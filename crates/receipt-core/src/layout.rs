//! Field layout configuration
//!
//! Maps a field name to the pixel anchor and font size used when drawing it.
//! The config is a JSON object loaded once at startup:
//!
//! ```json
//! { "date": { "x": 520, "y": 48, "size": 18 } }
//! ```

use std::collections::HashMap;
use std::fs;
use std::path::Path;

use serde::Deserialize;

use crate::error::{ReceiptError, Result};
use crate::record::ReceiptField;

/// Draw position and font size for one field
#[derive(Debug, Clone, Copy, PartialEq, Eq, Deserialize)]
pub struct FieldLayoutEntry {
    pub x: i32,
    pub y: i32,
    /// Font size in pixels per em
    pub size: u32,
}

impl FieldLayoutEntry {
    /// Used for any field the config does not mention
    pub const FALLBACK: FieldLayoutEntry = FieldLayoutEntry {
        x: 100,
        y: 100,
        size: 12,
    };

    pub fn new(x: i32, y: i32, size: u32) -> Self {
        Self { x, y, size }
    }
}

impl Default for FieldLayoutEntry {
    fn default() -> Self {
        Self::FALLBACK
    }
}

/// Immutable mapping from field name to layout entry
#[derive(Debug, Clone, Default, PartialEq, Deserialize)]
#[serde(transparent)]
pub struct FieldLayoutConfig {
    entries: HashMap<String, FieldLayoutEntry>,
}

impl FieldLayoutConfig {
    /// Load the layout from a JSON file
    ///
    /// # Errors
    ///
    /// Returns `LayoutRead` if the file cannot be read and `LayoutParse` if
    /// it is not a JSON object of `{x, y, size}` entries.
    pub fn from_file<P: AsRef<Path>>(path: P) -> Result<Self> {
        let path = path.as_ref();
        let content = fs::read_to_string(path).map_err(|source| ReceiptError::LayoutRead {
            path: path.to_path_buf(),
            source,
        })?;
        let config = Self::from_str(&content)?;
        tracing::info!(
            "Loaded layout for {} fields from {}",
            config.len(),
            path.display()
        );
        Ok(config)
    }

    /// Parse the layout from a JSON string
    pub fn from_str(s: &str) -> Result<Self> {
        serde_json::from_str(s).map_err(ReceiptError::LayoutParse)
    }

    /// Add or replace an entry
    pub fn with_entry(mut self, name: impl Into<String>, entry: FieldLayoutEntry) -> Self {
        self.entries.insert(name.into(), entry);
        self
    }

    /// Configured entry for `name`, or [`FieldLayoutEntry::FALLBACK`]
    pub fn lookup(&self, name: &str) -> FieldLayoutEntry {
        self.entries.get(name).copied().unwrap_or_default()
    }

    pub fn lookup_field(&self, field: ReceiptField) -> FieldLayoutEntry {
        self.lookup(field.name())
    }

    pub fn len(&self) -> usize {
        self.entries.len()
    }

    pub fn is_empty(&self) -> bool {
        self.entries.is_empty()
    }
}

#[cfg(test)]
mod tests {
    use super::*;
    use pretty_assertions::assert_eq;
    use std::io::Write;

    #[test]
    fn test_parse_layout() {
        let json = r#"{
            "date": {"x": 520, "y": 48, "size": 18},
            "receipt_number": {"x": 700, "y": 48, "size": 18},
            "received_from": {"x": 160, "y": 120, "size": 20}
        }"#;

        let layout = FieldLayoutConfig::from_str(json).unwrap();
        assert_eq!(layout.len(), 3);
        assert_eq!(layout.lookup("date"), FieldLayoutEntry::new(520, 48, 18));
        assert_eq!(
            layout.lookup_field(ReceiptField::ReceivedFrom),
            FieldLayoutEntry::new(160, 120, 20)
        );
    }

    #[test]
    fn test_missing_field_falls_back() {
        let layout = FieldLayoutConfig::from_str(r#"{"date": {"x": 1, "y": 2, "size": 3}}"#)
            .unwrap();
        assert_eq!(
            layout.lookup_field(ReceiptField::Saldo),
            FieldLayoutEntry::new(100, 100, 12)
        );
        assert_eq!(FieldLayoutConfig::default().lookup("anything"), FieldLayoutEntry::FALLBACK);
    }

    #[test]
    fn test_negative_coordinates_are_accepted() {
        let layout = FieldLayoutConfig::from_str(r#"{"concept": {"x": -40, "y": -5, "size": 10}}"#)
            .unwrap();
        assert_eq!(layout.lookup("concept"), FieldLayoutEntry::new(-40, -5, 10));
    }

    #[test]
    fn test_malformed_layout_is_rejected() {
        let err = FieldLayoutConfig::from_str(r#"{"date": {"x": "left"}}"#).unwrap_err();
        assert!(matches!(err, ReceiptError::LayoutParse(_)));

        let err = FieldLayoutConfig::from_str("[1, 2, 3]").unwrap_err();
        assert!(matches!(err, ReceiptError::LayoutParse(_)));
    }

    #[test]
    fn test_from_file() {
        let mut file = tempfile::NamedTempFile::new().unwrap();
        write!(file, r#"{{"amount": {{"x": 300, "y": 210, "size": 24}}}}"#).unwrap();

        let layout = FieldLayoutConfig::from_file(file.path()).unwrap();
        assert_eq!(layout.lookup("amount"), FieldLayoutEntry::new(300, 210, 24));
    }

    #[test]
    fn test_missing_file_is_a_read_error() {
        let dir = tempfile::tempdir().unwrap();
        let err = FieldLayoutConfig::from_file(dir.path().join("receipt_config.json")).unwrap_err();
        assert!(matches!(err, ReceiptError::LayoutRead { .. }));
    }
}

⁂

WHAT TO PRODUCE -> Give every entry back unchanged. Leave none out.

TASK SOLUTION ->
filename crates/receipt-core/src/layout.rs
//! Field layout configuration
//!
//! Maps a field name to the pixel anchor and font size used when drawing it.
//! The config is a JSON object loaded once at startup:
//!
//! ```json
//! { "date": { "x": 520, "y": 48, "size": 18 } }
//! ```

use std::collections::HashMap;
use std::fs;
use std::path::Path;

use serde::Deserialize;

use crate::error::{ReceiptError, Result};
use crate::record::ReceiptField;

/// Draw position and font size for one field
#[derive(Debug, Clone, Copy, PartialEq, Eq, Deserialize)]
pub struct FieldLayoutEntry {
    pub x: i32,
    pub y: i32,
    /// Font size in pixels per em
    pub size: u32,
}

impl FieldLayoutEntry {
    /// Used for any field the config does not mention
    pub const FALLBACK: FieldLayoutEntry = FieldLayoutEntry {
        x: 100,
        y: 100,
        size: 12,
    };

    pub fn new(x: i32, y: i32, size: u32) -> Self {
        Self { x, y, size }
    }
}

impl Default for FieldLayoutEntry {
    fn default() -> Self {
        Self::FALLBACK
    }
}

/// Immutable mapping from field name to layout entry
#[derive(Debug, Clone, Default, PartialEq, Deserialize)]
#[serde(transparent)]
pub struct FieldLayoutConfig {
    entries: HashMap<String, FieldLayoutEntry>,
}

impl FieldLayoutConfig {
    /// Load the layout from a JSON file
    ///
    /// # Errors
    ///
    /// Returns `LayoutRead` if the file cannot be read and `LayoutParse` if
    /// it is not a JSON object of `{x, y, size}` entries.
    pub fn from_file<P: AsRef<Path>>(path: P) -> Result<Self> {
        let path = path.as_ref();
        let content = fs::read_to_string(path).map_err(|source| ReceiptError::LayoutRead {
            path: path.to_path_buf(),
            source,
        })?;
        let config = Self::from_str(&content)?;
        tracing::info!(
            "Loaded layout for {} fields from {}",
            config.len(),
            path.display()
        );
        Ok(config)
    }

    /// Parse the layout from a JSON string
    pub fn from_str(s: &str) -> Result<Self> {
        serde_json::from_str(s).map_err(ReceiptError::LayoutParse)
    }

    /// Add or replace an entry
    pub fn with_entry(mut self, name: impl Into<String>, entry: FieldLayoutEntry) -> Self {
        self.entries.insert(name.into(), entry);
        self
    }

    /// Configured entry for `name`, or [`FieldLayoutEntry::FALLBACK`]
    pub fn lookup(&self, name: &str) -> FieldLayoutEntry {
        self.entries.get(name).copied().unwrap_or_default()
    }

    pub fn lookup_field(&self, field: ReceiptField) -> FieldLayoutEntry {
        self.lookup(field.name())
    }

    pub fn len(&self) -> usize {
        self.entries.len()
    }

    pub fn is_empty(&self) -> bool {
        self.entries.is_empty()
    }
}

#[cfg(test)]
mod tests {
    use super::*;
    use pretty_assertions::assert_eq;
    use std::io::Write;

    #[test]
    fn test_parse_layout() {
        let json = r#"{
            "date": {"x": 520, "y": 48, "size": 18},
            "receipt_number": {"x": 700, "y": 48, "size": 18},
            "received_from": {"x": 160, "y": 120, "size": 20}
        }"#;

        let layout = FieldLayoutConfig::from_str(json).unwrap();
        assert_eq!(layout.len(), 3);
        assert_eq!(layout.lookup("date"), FieldLayoutEntry::new(520, 48, 18));
        assert_eq!(
            layout.lookup_field(ReceiptField::ReceivedFrom),
            FieldLayoutEntry::new(160, 120, 20)
        );
    }

    #[test]
    fn test_missing_field_falls_back() {
        let layout = FieldLayoutConfig::from_str(r#"{"date": {"x": 1, "y": 2, "size": 3}}"#)
            .unwrap();
        assert_eq!(
            layout.lookup_field(ReceiptField::Saldo),
            FieldLayoutEntry::new(100, 100, 12)
        );
        assert_eq!(FieldLayoutConfig::default().lookup("anything"), FieldLayoutEntry::FALLBACK);
    }

    #[test]
    fn test_negative_coordinates_are_accepted() {
        let layout = FieldLayoutConfig::from_str(r#"{"concept": {"x": -40, "y": -5, "size": 10}}"#)
            .unwrap();
        assert_eq!(layout.lookup("concept"), FieldLayoutEntry::new(-40, -5, 10));
    }

    #[test]
    fn test_malformed_layout_is_rejected() {
        let err = FieldLayoutConfig::from_str(r#"{"date": {"x": "left"}}"#).unwrap_err();
        assert!(matches!(err, ReceiptError::LayoutParse(_)));

        let err = FieldLayoutConfig::from_str("[1, 2, 3]").unwrap_err();
        assert!(matches!(err, ReceiptError::LayoutParse(_)));
    }

    #[test]
    fn test_from_file() {
        let mut file = tempfile::NamedTempFile::new().unwrap();
        write!(file, r#"{{"amount": {{"x": 300, "y": 210, "size": 24}}}}"#).unwrap();

        let layout = FieldLayoutConfig::from_file(file.path()).unwrap();
        assert_eq!(layout.lookup("amount"), FieldLayoutEntry::new(300, 210, 24));
    }

    #[test]
    fn test_missing_file_is_a_read_error() {
        let dir = tempfile::tempdir().unwrap();
        let err = FieldLayoutConfig::from_file(dir.path().join("receipt_config.json")).unwrap_err();
        assert!(matches!(err, ReceiptError::LayoutRead { .. }));
    }
}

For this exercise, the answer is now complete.